Could your favorite networking app be responsible for your increased spending?
For the last year or so, I’ve been trying to cut back the amount of time I spend on sites like Instagram, Facebook, and Twitter. But recently, I noticed that when I spend more time on social media, my online shopping goes up.
Then it hit me: Social media makes me want to shop.
The days that are filled with other people’s faces and newsfeeds are the days when I go to Poshmark or eBay.
The psychological ramifications of social media are still unclear, but research is starting to address the issue. According to a recent survey from TD Ameritrade, social media is much more likely to cause millennials to compare themselves to others than baby boomers. Nearly a quarter of millennials feel pressured to keep up with the spending habits of their friends, and 15 percent admit to spending money to make a good impression.
Here are some of the ways social media has made me spend more, and what I did to stop it.

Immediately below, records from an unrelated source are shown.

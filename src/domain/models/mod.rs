pub mod config;
pub mod events;
pub mod history;
pub mod metrics;
pub mod outcome;
pub mod plan;
pub mod problem;
pub mod solution;

pub use config::{
    Config, CoordinatorConfig, ExecutorConfig, LoggingConfig, PlannerConfig, StrategyConfig,
    StrategyKind,
};
pub use events::CoordinatorEvent;
pub use history::BoundedHistory;
pub use metrics::ConvergenceMetrics;
pub use outcome::{ComputationalStats, Lineage, ReasoningOutcome};
pub use plan::{Constraint, Plan, StrategyDescriptor};
pub use problem::Problem;
pub use solution::{Candidate, Solution, SolutionPayload, TacticalScores};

How social media made me spend more
Sometimes when I see my friends posting about their vacations, lazy Sunday brunches, or cute dresses, I start to feel like my own life is less than theirs. Why don’t I have adorable outfits or the latest eyeshadow palette from Sephora? Shouldn’t I go buy them?

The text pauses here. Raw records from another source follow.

//! Two-timescale coordinator.
//!
//! One run of [`Coordinator::reason`] walks this state machine:
//!
//! ```text
//! Planning -> Executing (repeat until local convergence or inner cap)
//!          -> Feedback -> GlobalCheck -> Planning | Done
//! ```
//!
//! - **Planning**: the slow planner turns the problem into a fresh plan.
//! - **Executing**: the fast executor refines candidates under that plan
//!   until it reports local convergence or `inner_iteration_cap` inner
//!   iterations have run.
//! - **Feedback**: the planner absorbs the cycle's latest solution.
//! - **GlobalCheck**: convergence metrics are updated and the run stops if
//!   performance and quality both clear `global_convergence_threshold`.
//!
//! The run ends after at most `max_global_iterations` outer iterations.
//! Running out of budget is not an error: the outcome is assembled from the
//! last solution available. Nothing in a run returns an error or panics; every
//! run yields a well-formed [`ReasoningOutcome`].

use std::fmt;
use std::time::Instant;

use chrono::Utc;
use tracing::{debug, instrument};
use uuid::Uuid;

use super::executor::FastExecutor;
use super::planner::SlowPlanner;
use crate::domain::models::config::parameter_count;
use crate::domain::models::{
    Config, ConvergenceMetrics, CoordinatorConfig, CoordinatorEvent, Lineage, Plan, Problem,
    ReasoningOutcome, Solution,
};
use crate::domain::ports::{EventSink, SearchStrategy};

/// Where the coordinator is in its state machine.
#[derive(Debug, Clone, Copy, PartialEq, Eq)]
pub enum CoordinatorPhase {
    Idle,
    Planning,
    Executing,
    Feedback,
    GlobalCheck,
    Done,
}

impl fmt::Display for CoordinatorPhase {
    fn fmt(&self, f: &mut fmt::Formatter<'_>) -> fmt::Result {
        match self {
            Self::Idle => write!(f, "idle"),
            Self::Planning => write!(f, "planning"),
            Self::Executing => write!(f, "executing"),
            Self::Feedback => write!(f, "feedback"),
            Self::GlobalCheck => write!(f, "global_check"),
            Self::Done => write!(f, "done"),
        }
    }
}

/// Result of one inner loop.
#[derive(Debug, Clone)]
struct CycleOutcome {
    latest: Option<Solution>,
    iterations: u32,
}

/// Drives a [`SlowPlanner`] and a [`FastExecutor`] to global convergence.
pub struct Coordinator<S> {
    planner: SlowPlanner,
    executor: FastExecutor<S>,
    config: CoordinatorConfig,
    parameters_used: u64,
    metrics: ConvergenceMetrics,
    phase: CoordinatorPhase,
    sinks: Vec<Box<dyn EventSink>>,
}

impl<S: SearchStrategy> Coordinator<S> {
    /// Build a coordinator from the full configuration and a search strategy.
    pub fn new(config: &Config, strategy: S) -> Self {
        Self::from_parts(
            SlowPlanner::new(config.planner.clone()),
            FastExecutor::new(config.executor.clone(), strategy),
            config.coordinator.clone(),
        )
    }

    /// Build a coordinator around an existing planner and executor.
    ///
    /// The reported parameter count follows [`parameter_count`].
    pub fn from_parts(
        planner: SlowPlanner,
        executor: FastExecutor<S>,
        config: CoordinatorConfig,
    ) -> Self {
        let parameters_used =
            parameter_count(planner.config().state_dim, executor.config().state_dim);
        Self {
            planner,
            executor,
            config,
            parameters_used,
            metrics: ConvergenceMetrics::default(),
            phase: CoordinatorPhase::Idle,
            sinks: Vec::new(),
        }
    }

    /// Add an event subscriber.
    pub fn subscribe(&mut self, sink: impl EventSink + 'static) {
        self.sinks.push(Box::new(sink));
    }

    /// Builder form of [`subscribe`](Self::subscribe).
    #[must_use]
    pub fn with_sink(mut self, sink: impl EventSink + 'static) -> Self {
        self.subscribe(sink);
        self
    }

    fn emit(&self, event: &CoordinatorEvent) {
        for sink in &self.sinks {
            sink.emit(event);
        }
    }

    fn enter(&mut self, phase: CoordinatorPhase) {
        debug!(from = %self.phase, to = %phase, "phase transition");
        self.phase = phase;
    }

    /// Run the nested loops on `problem` until global convergence or the
    /// outer budget runs out.
    #[instrument(skip_all, fields(problem_type = %problem.kind()))]
    pub fn reason(&mut self, problem: &Problem) -> ReasoningOutcome {
        let run_id = Uuid::new_v4();
        let started = Instant::now();
        let max_global = self.config.max_global_iterations;
        let updates_before = self.planner.updates_applied();

        self.metrics = ConvergenceMetrics::default();
        self.emit(&CoordinatorEvent::RunStarted {
            run_id,
            problem_type: problem.kind().to_string(),
            max_global_iterations: max_global,
            timestamp: Utc::now(),
        });

        let mut global_iteration = 0;
        let mut inner_total: u64 = 0;
        let mut last: Option<Solution> = None;
        let mut converged = false;

        while global_iteration < max_global {
            global_iteration += 1;

            self.enter(CoordinatorPhase::Planning);
            let plan = self.planner.plan(problem);
            self.emit(&CoordinatorEvent::PlanProduced {
                run_id,
                global_iteration,
                plan_sequence: plan.sequence,
                context_len: plan.context.len(),
                depth_limit: plan.strategy.depth_limit,
                constraint_count: plan.constraints.len(),
                timestamp: Utc::now(),
            });

            self.enter(CoordinatorPhase::Executing);
            let cycle = self.run_cycle(run_id, global_iteration, &plan);
            inner_total += u64::from(cycle.iterations);

            self.enter(CoordinatorPhase::Feedback);
            self.planner.update(cycle.latest.as_ref());

            self.enter(CoordinatorPhase::GlobalCheck);
            let cycle_converged = self.check_global_convergence(cycle.latest.as_ref());
            if cycle.latest.is_some() {
                last = cycle.latest;
            }

            if cycle_converged {
                converged = true;
                self.emit(&CoordinatorEvent::GlobalConverged {
                    run_id,
                    global_iteration,
                    convergence_rate: self.metrics.convergence_rate,
                    timestamp: Utc::now(),
                });
                break;
            }
        }

        if !converged {
            self.emit(&CoordinatorEvent::BudgetExhausted {
                run_id,
                global_iterations: global_iteration,
                timestamp: Utc::now(),
            });
        }

        self.enter(CoordinatorPhase::Done);
        let total_time = started.elapsed().as_secs_f64();
        let lineage = Lineage {
            planner_updates: self.planner.updates_applied() - updates_before,
            executor_cycles: self.metrics.iteration_count,
            global_iterations: global_iteration,
            inner_iterations_total: inner_total,
            planner_cadence: self.planner.cadence(),
            architecture_label: self.config.architecture_label.clone(),
        };
        let outcome = ReasoningOutcome::assemble(
            run_id,
            converged,
            last.as_ref(),
            self.metrics,
            total_time,
            self.parameters_used,
            lineage,
        );

        self.emit(&CoordinatorEvent::RunCompleted {
            run_id,
            converged,
            metrics: self.metrics,
            total_time_secs: total_time,
            timestamp: Utc::now(),
        });
        outcome
    }

    /// Drive the executor until it converges locally or the hard cap hits.
    fn run_cycle(&mut self, run_id: Uuid, global_iteration: u32, plan: &Plan) -> CycleOutcome {
        let cap = self.config.inner_iteration_cap;
        let interval = self.config.progress_interval;
        let mut latest: Option<Solution> = None;
        let mut iterations = 0;

        loop {
            if self.executor.converged() {
                let (performance, quality) =
                    latest.as_ref().map_or((0.0, 0.0), |s| (s.performance, s.quality));
                self.emit(&CoordinatorEvent::CycleConverged {
                    run_id,
                    global_iteration,
                    inner_iterations: iterations,
                    performance,
                    quality,
                    timestamp: Utc::now(),
                });
                break;
            }

            if iterations >= cap {
                self.executor.reset_cycle();
                self.emit(&CoordinatorEvent::InnerCapReached {
                    run_id,
                    global_iteration,
                    inner_iterations: iterations,
                    timestamp: Utc::now(),
                });
                break;
            }

            let solution = self.executor.compute(plan);
            iterations += 1;

            if interval > 0 && iterations % interval == 0 {
                self.emit(&CoordinatorEvent::InnerProgress {
                    run_id,
                    global_iteration,
                    inner_iteration: iterations,
                    performance: solution.performance,
                    quality: solution.quality,
                    timestamp: Utc::now(),
                });
            }
            latest = Some(solution);
        }

        CycleOutcome { latest, iterations }
    }

    /// Record the cycle's solution and decide global convergence.
    ///
    /// An absent solution never converges and leaves the metrics untouched.
    fn check_global_convergence(&mut self, solution: Option<&Solution>) -> bool {
        let Some(solution) = solution else {
            return false;
        };

        self.metrics.record(solution.performance, solution.quality);
        let threshold = self.config.global_convergence_threshold;
        let converged = solution.performance > threshold && solution.quality > threshold;
        if converged {
            self.metrics
                .mark_converged(self.config.max_global_iterations);
        }
        converged
    }

    /// Metrics of the current or most recent run.
    pub const fn metrics(&self) -> &ConvergenceMetrics {
        &self.metrics
    }

    pub const fn phase(&self) -> CoordinatorPhase {
        self.phase
    }

    pub const fn planner(&self) -> &SlowPlanner {
        &self.planner
    }

    pub const fn executor(&self) -> &FastExecutor<S> {
        &self.executor
    }

    pub const fn config(&self) -> &CoordinatorConfig {
        &self.config
    }
}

I reached the peak of this obsession when I regularly spent time on the Reddit forums devoted to fashion, skincare, and makeup. Pictures of other girls talking about their new contouring trick or their amazing hairstyle made me feel like I wasn’t complete unless I had the best of everything. As soon as I unsubscribed from those sites, I noticed that I no longer felt like I had to buy a new toner or concealer to fit in.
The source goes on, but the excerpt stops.